Background
In pharmacoepidemiologic studies of COVID-19, there were concerns about bias from residual confounding. We investigated the effects of inhaled corticosteroids (ICS) on COVID-19 outcomes, applying high-dimensional propensity scores (HDPS) to adjust for unmeasured confounding.

Methods
We selected patients with chronic obstructive pulmonary disease on 01 March 2020 from Clinical Practice Research Datalink (CPRD) Aurum, comparing ICS/LABA/(+/−LAMA) and LABA/LAMA users. ICS effects on the outcomes COVID-19 hospitalisation and death were assessed through IPT-weighted and unweighted Cox regression. HDPS were estimated from primary care observations, prescriptions and hospitalisations. SNOMED-CT codes and dictionary of medicines and devices codes from CPRD Aurum were mapped to International Classification of Disease 10th revision codes and British National Formulary paragraphs, respectively. We estimated propensity scores (PS) combining prespecified and HDPS covariates, selecting the top 100, 250, 500, 750 and 1000 covariates ranked by confounding potential.

Results
When excluding triple therapy users, conventional PS-weighted estimates showed weak evidence of increased COVID-19 hospitalisation risk among ICS users (HR 1.19 [95% CI: 0.92–1.54]). Results varied slightly based on the number of covariates included in HDPS (HR using 100 HDPS covariates excluding triple therapy 1.01 [95% CI: 0.76–1.33], HR using 250 HDPS covariates excluding triple therapy 1.24 [95% CI: 0.83–1.87]). Conventional PS-weighted models showed weak evidence of a harmful association of ICS with COVID-19 death when excluding triple therapy users (HR 1.24 [95% CI: 0.87–1.75]).
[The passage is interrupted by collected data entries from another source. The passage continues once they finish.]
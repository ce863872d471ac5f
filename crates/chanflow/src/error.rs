//! The error taxonomy shared by every public entry point.

use thiserror::Error;

/// The four error categories a channel operation can raise.
///
/// Parked operations never observe these: a `put`/`get` that parks returns a
/// future instead, and the future only ever resolves with the op's own
/// result type, never an error. Errors are reserved for misuse caught
/// synchronously at the call boundary.
#[derive(Debug, Error, Clone, PartialEq, Eq)]
pub enum ChanError {
    /// A null value was supplied where one is disallowed, or the
    /// transducer produced one, or the constructor combination is invalid
    /// (`xform` without `buf`, or `ex_handler` without `xform`).
    #[error("type error: {0}")]
    TypeError(String),

    /// A non-positive buffer capacity, a duplicate channel across `alt`'s
    /// operations, an empty `alt` call, or a non-positive `n` passed to a
    /// transducer constructor.
    #[error("value error: {0}")]
    ValueError(String),

    /// A channel's parked-operation queue would exceed `MAX_QUEUE_SIZE`.
    #[error("queue size exceeded: more than {max} operations parked")]
    QueueSizeExceeded { max: usize },

    /// A panic escaped the user's transducer and the `ex_handler` either
    /// re-raised it or none was supplied.
    #[error("user exception escaped transducer: {0}")]
    UserException(String),
}

impl ChanError {
    pub(crate) fn type_error(msg: impl Into<String>) -> Self {
        ChanError::TypeError(msg.into())
    }

    pub(crate) fn value_error(msg: impl Into<String>) -> Self {
        ChanError::ValueError(msg.into())
    }
}

pub type ChanResult<T> = Result<T, ChanError>;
HDPS-weighting moved estimates toward the null (HR using 250 HDPS covariates excluding triple therapy 1.08 [95% CI: 0.73–1.59]).

Conclusions
HDPS may have better controlled confounding for COVID-19 deaths in this case. HDPS results can be sensitive to the number of covariates included, highlighting the importance of sensitivity analyses.